In one case, the The court found the claims against Mr. Obama’s citizenship “wholly unpersuasive and bordering on the frivolous, especially in light of the complete absence of any first-hand evidence on any critical issue” and further classifies it as “conspiracy theory of the lowest sort, fueled by nothing than internet rumor and those who truly want to believe egging each other on.”

Finally to put an end to all the right wing lies about his travel to Pakistan in 1981, contrary to the blog BS, the truth is that Americans were not banned from traveling to Pakistan.The U.S. State Department Travel Advisory to Pakistan in 1981 confirms the newspaper account:

"NO. 81-33A
Travel Advisory
Passport Services/Bureau of Consular Affa[irs]
Department of State/Wahington. D.C. 205__
AUGUST 17, 1981




Sorry guys. Try again next time we have a black running for president.

Arlen Williams said...

To correct the post immediately above, no Hawaiian official confirmed that Obama was born in Hawaii, only that a birth certificate existed of a kind accepted in Hawaii.

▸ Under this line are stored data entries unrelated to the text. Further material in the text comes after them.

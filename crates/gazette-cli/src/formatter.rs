//! Output formatting for newsletters and change events.

use clap::ValueEnum;
use comfy_table::{Cell, Table};
use serde_json::Value;

use crate::client::Newsletter;

/// Output format.
#[derive(Debug, Clone, Copy, PartialEq, Eq, ValueEnum)]
pub enum OutputFormat {
    /// ASCII table format
    Table,
    /// JSON format
    Json,
}

impl std::fmt::Display for OutputFormat {
    fn fmt(&self, f: &mut std::fmt::Formatter<'_>) -> std::fmt::Result {
        match self {
            OutputFormat::Table => write!(f, "table"),
            OutputFormat::Json => write!(f, "json"),
        }
    }
}

/// Render a list of newsletters.
pub fn format_newsletters(rows: &[Newsletter], format: OutputFormat) -> String {
    match format {
        OutputFormat::Json => serde_json::to_string_pretty(rows).unwrap_or_default(),
        OutputFormat::Table => {
            if rows.is_empty() {
                return "No newsletters".to_string();
            }
            let mut table = Table::new();
            table.set_header(vec!["id", "title", "content", "created_at"]);
            for row in rows {
                table.add_row(vec![
                    Cell::new(row.id),
                    Cell::new(&row.title),
                    Cell::new(&row.content),
                    Cell::new(&row.created_at),
                ]);
            }
            table.to_string()
        }
    }
}

/// Render one change event body received from the stream.
pub fn format_event(body: &Value, format: OutputFormat) -> String {
    match format {
        OutputFormat::Json => body.to_string(),
        OutputFormat::Table => {
            let operation = body
                .get("operation")
                .and_then(Value::as_str)
                .unwrap_or("CHANGE");
            let id = body.get("id").map(Value::to_string).unwrap_or_default();
            let title = body.get("title").and_then(Value::as_str).unwrap_or("");
            let content = body.get("content").and_then(Value::as_str).unwrap_or("");
            format!("[{operation}] #{id} {title}: {content}")
        }
    }
}
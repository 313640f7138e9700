//! In-process change source backed by a tokio channel.

use tokio::sync::mpsc;

use super::ChangeSource;
use crate::error::RelayError;
use crate::event::ChangeEvent;

/// Sending half of a [`ChannelSource`]; plays the role of the commit trigger.
#[derive(Debug, Clone)]
pub struct ChannelNotifier {
    tx: mpsc::UnboundedSender<String>,
}

impl ChannelNotifier {
    /// Send a raw payload. Returns `false` if the source has gone away.
    pub fn notify(&self, payload: impl Into<String>) -> bool {
        self.tx.send(payload.into()).is_ok()
    }

    /// Encode and send an event the way the database trigger would.
    pub fn notify_event(&self, event: &ChangeEvent) -> Result<bool, RelayError> {
        Ok(self.notify(event.to_json()?))
    }

    /// Whether the receiving source has been dropped.
    pub fn is_closed(&self) -> bool {
        self.tx.is_closed()
    }
}

/// Change source fed by a [`ChannelNotifier`].
#[derive(Debug)]
pub struct ChannelSource {
    rx: mpsc::UnboundedReceiver<String>,
    opened: bool,
}

impl ChannelSource {
    /// Create a connected notifier/source pair.
    pub fn pair() -> (ChannelNotifier, ChannelSource) {
        let (tx, rx) = mpsc::unbounded_channel();
        (
            ChannelNotifier { tx },
            ChannelSource { rx, opened: false },
        )
    }
}

impl ChangeSource for ChannelSource {
    async fn open(&mut self) -> Result<(), RelayError> {
        // Queued payloads survive a dropped notifier; only refuse when nothing is left.
        if self.rx.is_closed() && self.rx.is_empty() {
            return Err(RelayError::SourceUnavailable(
                "notifier has been dropped".to_string(),
            ));
        }
        self.opened = true;
        Ok(())
    }

    async fn next_payload(&mut self) -> Result<String, RelayError> {
        if !self.opened {
            return Err(RelayError::SourceUnavailable(
                "source has not been opened".to_string(),
            ));
        }
        self.rx
            .recv()
            .await
            .ok_or_else(|| RelayError::SourceUnavailable("notifier closed".to_string()))
    }

    fn describe(&self) -> String {
        "in-process channel".to_string()
    }
}
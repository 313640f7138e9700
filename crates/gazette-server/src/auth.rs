//! Cookie session gate.
//!
//! Login sets `session=<username>`; every protected route extracts
//! [`CurrentUser`] from that cookie.

use axum::async_trait;
use axum::extract::FromRequestParts;
use axum::http::{header, request::Parts, HeaderMap, HeaderValue};

use crate::error::AppError;

/// Session cookie name.
pub const SESSION_COOKIE: &str = "session";

/// The authenticated caller.
#[derive(Debug, Clone, PartialEq, Eq)]
pub struct CurrentUser {
    pub username: String,
}

#[async_trait]
impl<S> FromRequestParts<S> for CurrentUser
where
    S: Send + Sync,
{
    type Rejection = AppError;

    async fn from_request_parts(parts: &mut Parts, _state: &S) -> Result<Self, Self::Rejection> {
        session_from_headers(&parts.headers)
            .map(|username| CurrentUser { username })
            .ok_or(AppError::Unauthorized)
    }
}

/// Find a non-empty `session` cookie in the request headers.
pub fn session_from_headers(headers: &HeaderMap) -> Option<String> {
    headers
        .get_all(header::COOKIE)
        .iter()
        .filter_map(|value| value.to_str().ok())
        .flat_map(|cookies| cookies.split(';'))
        .filter_map(|pair| pair.trim().split_once('='))
        .find(|(name, _)| *name == SESSION_COOKIE)
        .map(|(_, value)| value.trim_matches('"').to_string())
        .filter(|value| !value.is_empty())
}

/// `Set-Cookie` value for a login.
///
/// Fails if `username` cannot be carried in a cookie value.
pub fn session_cookie(username: &str) -> Result<HeaderValue, AppError> {
    if username.is_empty() {
        return Err(AppError::BadRequest("username must not be empty".to_string()));
    }
    if !username.bytes().all(is_cookie_octet) {
        return Err(AppError::BadRequest(
            "username contains characters not allowed in a cookie".to_string(),
        ));
    }

    let cookie = format!("{SESSION_COOKIE}={username}; HttpOnly; SameSite=Lax; Path=/");
    HeaderValue::from_str(&cookie).map_err(|e| AppError::Internal(e.to_string()))
}

// RFC 6265 cookie-octet.
fn is_cookie_octet(b: u8) -> bool {
    matches!(b, 0x21 | 0x23..=0x2B | 0x2D..=0x3A | 0x3C..=0x5B | 0x5D..=0x7E)
}
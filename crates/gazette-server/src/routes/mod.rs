//! HTTP route handlers.

pub mod auth;
pub mod events;
pub mod health;
pub mod newsletters;
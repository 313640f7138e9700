//! Change listener supervision.
//!
//! The relay's listener reports a lost source and stops. The supervisor owns
//! the reconnect policy: exponential backoff between attempts, and an optional
//! limit on consecutive failures.

use std::time::Duration;

use gazette_relay::{ChangeListener, ChangeSource, ListenerExit, RelayError};
use serde::Serialize;
use tokio::sync::{broadcast, watch};
use tracing::{error, info, warn};

/// Listener reconnect policy.
#[derive(Debug, Clone)]
pub struct SupervisorConfig {
    /// Delay before the first retry.
    pub initial_backoff: Duration,
    /// Upper bound on the delay.
    pub max_backoff: Duration,
    /// Consecutive failures before giving up; 0 retries forever.
    pub max_attempts: u32,
}

impl SupervisorConfig {
    /// Set the delay before the first retry.
    pub fn with_initial_backoff(mut self, delay: Duration) -> Self {
        self.initial_backoff = delay;
        self
    }

    /// Set the upper bound on the retry delay.
    pub fn with_max_backoff(mut self, delay: Duration) -> Self {
        self.max_backoff = delay;
        self
    }

    /// Set the consecutive failure limit (0 = never give up).
    pub fn with_max_attempts(mut self, attempts: u32) -> Self {
        self.max_attempts = attempts;
        self
    }

    /// Delay before retry number `attempt` (1-based).
    pub fn backoff(&self, attempt: u32) -> Duration {
        let exponent = attempt.saturating_sub(1).min(31);
        self.initial_backoff
            .saturating_mul(1u32 << exponent)
            .min(self.max_backoff)
    }
}

impl Default for SupervisorConfig {
    fn default() -> Self {
        Self {
            initial_backoff: Duration::from_millis(500),
            max_backoff: Duration::from_secs(30),
            max_attempts: 0,
        }
    }
}

/// Listener state as seen from outside.
#[derive(Debug, Clone, PartialEq, Eq, Serialize)]
#[serde(tag = "state", rename_all = "snake_case")]
pub enum ListenerStatus {
    /// No start attempt has finished yet.
    Starting,
    /// The listener is attached to an open source.
    Connected,
    /// Waiting `delay_ms` before retry number `attempt`.
    Reconnecting { attempt: u32, delay_ms: u64 },
    /// Stopped by shutdown.
    Stopped,
    /// Gave up after too many consecutive failures.
    Failed { error: String },
}

/// Keep `listener` attached to a source built by `make_source` until shutdown.
///
/// Returns `Ok` on shutdown and `Err(SourceUnavailable)` once the failure limit
/// is reached.
pub async fn run<F, S>(
    mut listener: ChangeListener,
    mut make_source: F,
    config: SupervisorConfig,
    status: watch::Sender<ListenerStatus>,
    mut shutdown: broadcast::Receiver<()>,
) -> Result<(), RelayError>
where
    F: FnMut() -> S,
    S: ChangeSource,
{
    let mut failures: u32 = 0;

    loop {
        let source = make_source();
        let description = source.describe();

        // A source can stall while opening; shutdown must not wait for it.
        let started = tokio::select! {
            started = listener.start(source) => started,
            _ = shutdown.recv() => break,
        };

        let last_error = match started {
            Ok(()) => {
                failures = 0;
                info!(source = %description, "change listener connected");
                status.send_replace(ListenerStatus::Connected);

                let exit = tokio::select! {
                    exit = listener.disconnected() => Some(exit),
                    _ = shutdown.recv() => None,
                };
                match exit {
                    None | Some(ListenerExit::Stopped) => break,
                    Some(ListenerExit::Disconnected(reason)) => {
                        warn!(source = %description, %reason, "change listener disconnected");
                        reason
                    }
                }
            }
            Err(e) => {
                warn!(source = %description, error = %e, "failed to start change listener");
                e.to_string()
            }
        };

        failures += 1;
        if config.max_attempts > 0 && failures >= config.max_attempts {
            error!(attempts = failures, error = %last_error, "giving up on change listener");
            status.send_replace(ListenerStatus::Failed {
                error: last_error.clone(),
            });
            return Err(RelayError::SourceUnavailable(format!(
                "gave up after {} attempts: {}",
                failures, last_error
            )));
        }

        let delay = config.backoff(failures);
        info!(
            attempt = failures,
            delay_ms = delay.as_millis() as u64,
            "reconnecting change listener"
        );
        status.send_replace(ListenerStatus::Reconnecting {
            attempt: failures,
            delay_ms: delay.as_millis() as u64,
        });

        tokio::select! {
            _ = tokio::time::sleep(delay) => {}
            _ = shutdown.recv() => break,
        }
    }

    listener.stop().await;
    status.send_replace(ListenerStatus::Stopped);
    info!("change listener stopped");
    Ok(())
}
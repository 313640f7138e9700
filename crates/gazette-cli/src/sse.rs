//! Incremental `text/event-stream` decoding.

use std::time::Duration;

/// One dispatched server-sent event.
#[derive(Debug, Clone, Default, PartialEq, Eq)]
pub struct SseFrame {
    /// `event:` field; `None` means the default `message` type.
    pub event: Option<String>,
    /// `data:` lines joined with `\n`.
    pub data: String,
    /// `retry:` field.
    pub retry: Option<Duration>,
}

impl SseFrame {
    /// Event type with the protocol default applied.
    pub fn event_type(&self) -> &str {
        self.event.as_deref().unwrap_or("message")
    }
}

/// Accumulates raw body chunks and yields complete frames.
///
/// Chunks may split lines or even multi-byte characters anywhere.
#[derive(Debug, Default)]
pub struct SseDecoder {
    buffer: Vec<u8>,
    current: SseFrame,
    has_fields: bool,
}

impl SseDecoder {
    pub fn new() -> Self {
        Self::default()
    }

    /// Feed a chunk and return every frame it completes.
    pub fn push(&mut self, chunk: &[u8]) -> Vec<SseFrame> {
        self.buffer.extend_from_slice(chunk);

        let mut frames = Vec::new();
        while let Some(pos) = self.buffer.iter().position(|&b| b == b'\n') {
            let mut line: Vec<u8> = self.buffer.drain(..=pos).collect();
            line.pop();
            if line.last() == Some(&b'\r') {
                line.pop();
            }
            let line = String::from_utf8_lossy(&line);
            if let Some(frame) = self.process_line(&line) {
                frames.push(frame);
            }
        }
        frames
    }

    fn process_line(&mut self, line: &str) -> Option<SseFrame> {
        if line.is_empty() {
            if !self.has_fields {
                return None;
            }
            self.has_fields = false;
            return Some(std::mem::take(&mut self.current));
        }
        if line.starts_with(':') {
            return None;
        }

        let (field, value) = match line.split_once(':') {
            Some((field, value)) => (field, value.strip_prefix(' ').unwrap_or(value)),
            None => (line, ""),
        };

        match field {
            "event" => self.current.event = Some(value.to_string()),
            "data" => {
                if !self.current.data.is_empty() {
                    self.current.data.push('\n');
                }
                self.current.data.push_str(value);
            }
            "retry" => match value.trim().parse::<u64>() {
                Ok(ms) => self.current.retry = Some(Duration::from_millis(ms)),
                Err(_) => return None,
            },
            _ => return None,
        }
        self.has_fields = true;
        None
    }
}

#[cfg(test)]
mod tests {
    use super::*;

    #[test]
    fn test_retry_hint_frame() {
        let mut decoder = SseDecoder::new();
        let frames = decoder.push(b"retry: 5000\n\n");
        assert_eq!(
            frames,
            vec![SseFrame {
                event: None,
                data: String::new(),
                retry: Some(Duration::from_millis(5000)),
            }]
        );
    }

    #[test]
    fn test_newsletter_and_ping() {
        let mut decoder = SseDecoder::new();
        let frames = decoder.push(
            b"event: newsletter\ndata: {\"id\":1}\n\nevent: ping\ndata: ping\n\n",
        );
        assert_eq!(frames.len(), 2);
        assert_eq!(frames[0].event_type(), "newsletter");
        assert_eq!(frames[0].data, r#"{"id":1}"#);
        assert_eq!(frames[1].event_type(), "ping");
        assert_eq!(frames[1].data, "ping");
    }

    #[test]
    fn test_split_chunks() {
        let mut decoder = SseDecoder::new();
        assert!(decoder.push(b"event: news").is_empty());
        assert!(decoder.push(b"letter\r\ndata: {\"title\":").is_empty());
        let frames = decoder.push(b"\"caf\xc3\xa9\"}\r\n\r\n");
        assert_eq!(frames.len(), 1);
        assert_eq!(frames[0].data, r#"{"title":"café"}"#);
    }

    #[test]
    fn test_multiline_data_and_comments() {
        let mut decoder = SseDecoder::new();
        let frames = decoder.push(b": keepalive\n\ndata: a\ndata: b\n\n");
        assert_eq!(frames.len(), 1);
        assert_eq!(frames[0].data, "a\nb");
        assert_eq!(frames[0].event_type(), "message");
    }

    #[test]
    fn test_compact_field_syntax() {
        let mut decoder = SseDecoder::new();
        let frames = decoder.push(b"retry:250\nevent:ping\ndata:ping\n\n");
        assert_eq!(frames[0].retry, Some(Duration::from_millis(250)));
        assert_eq!(frames[0].event_type(), "ping");
        assert_eq!(frames[0].data, "ping");
    }
}
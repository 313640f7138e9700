//! PostgreSQL newsletter storage.

use std::fmt;

use gazette_relay::PgChangeSource;
use sqlx::{postgres::PgPoolOptions, PgPool};
use tracing::info;

use super::trigger::TriggerSpec;
use super::{NewNewsletter, Newsletter, StoreError, NEWSLETTER_COLUMNS, NEWSLETTER_TABLE};
use crate::config::ServerConfig;

const SCHEMA: [&str; 2] = [
    r#"
    CREATE TABLE IF NOT EXISTS newsletters (
        id SERIAL PRIMARY KEY,
        title VARCHAR NOT NULL,
        content TEXT NOT NULL,
        created_at TIMESTAMP NOT NULL DEFAULT (now() AT TIME ZONE 'utc')
    )
    "#,
    "CREATE INDEX IF NOT EXISTS ix_newsletters_title ON newsletters (title)",
];

/// PostgreSQL-backed store.
pub struct PgStore {
    pool: PgPool,
    database_url: String,
    trigger: TriggerSpec,
}

impl PgStore {
    /// Connect a pool using the configured limits.
    pub async fn connect(config: &ServerConfig) -> Result<Self, StoreError> {
        let pool = PgPoolOptions::new()
            .max_connections(config.pool_max_connections)
            .acquire_timeout(config.pool_acquire_timeout)
            .connect(&config.database_url)
            .await?;

        info!(
            max_connections = config.pool_max_connections,
            "connected to PostgreSQL"
        );

        Ok(Self {
            pool,
            database_url: config.database_url.clone(),
            trigger: TriggerSpec::new(NEWSLETTER_TABLE, NEWSLETTER_COLUMNS)?,
        })
    }

    /// Create the table if needed and (re)install the notification trigger.
    pub async fn ensure_schema(&self) -> Result<(), StoreError> {
        for statement in SCHEMA {
            sqlx::query(statement).execute(&self.pool).await?;
        }
        for statement in self.trigger.install_statements() {
            sqlx::query(&statement).execute(&self.pool).await?;
        }

        info!(
            table = self.trigger.table(),
            channel = %self.trigger.channel(),
            "schema ready"
        );
        Ok(())
    }

    pub async fn create(&self, new: &NewNewsletter) -> Result<Newsletter, StoreError> {
        let row = sqlx::query_as::<_, Newsletter>(
            "INSERT INTO newsletters (title, content) VALUES ($1, $2) \
             RETURNING id, title, content, created_at",
        )
        .bind(&new.title)
        .bind(&new.content)
        .fetch_one(&self.pool)
        .await?;
        Ok(row)
    }

    pub async fn list(&self) -> Result<Vec<Newsletter>, StoreError> {
        let rows = sqlx::query_as::<_, Newsletter>(
            "SELECT id, title, content, created_at FROM newsletters \
             ORDER BY created_at DESC, id DESC",
        )
        .fetch_all(&self.pool)
        .await?;
        Ok(rows)
    }

    pub async fn update(
        &self,
        id: i32,
        changes: &NewNewsletter,
    ) -> Result<Option<Newsletter>, StoreError> {
        let row = sqlx::query_as::<_, Newsletter>(
            "UPDATE newsletters SET title = $1, content = $2 WHERE id = $3 \
             RETURNING id, title, content, created_at",
        )
        .bind(&changes.title)
        .bind(&changes.content)
        .bind(id)
        .fetch_optional(&self.pool)
        .await?;
        Ok(row)
    }

    pub async fn ping(&self) -> Result<(), StoreError> {
        sqlx::query("SELECT 1").execute(&self.pool).await?;
        Ok(())
    }

    /// An unopened `LISTEN` source on the trigger's channel.
    pub fn change_source(&self) -> PgChangeSource {
        PgChangeSource::new(&self.database_url, self.trigger.channel())
    }
}

impl fmt::Debug for PgStore {
    fn fmt(&self, f: &mut fmt::Formatter<'_>) -> fmt::Result {
        f.debug_struct("PgStore")
            .field("table", &self.trigger.table())
            .field("pool_size", &self.pool.size())
            .finish()
    }
}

As to the last comment, it is just typical, absurd race baiting. This is about race: human.

And of course, a valid birth certificate showing that Barack Obama I was BHO II's father would simply verify that BHO II is *not* a "natural born Citizen," acceptable under the Constitution to be Commander in Chief.

Anonymous said...

And, by the way, to add to my comment above re: the March on DC, I support anyone and everyone who is calling for this usurper in the White House to produce the sealed documents that will prove he has no alligance to The Flag, The Constitution and the American way of life. If people did have an open mind and just looked at the people and organizations he favors, they could not come to any other conclusion except that this man is groomed for a 4 year term to push the agenda for globalization. To reach that goal, the "Banksters" need to break America. I belive, that's this puppet's assignment.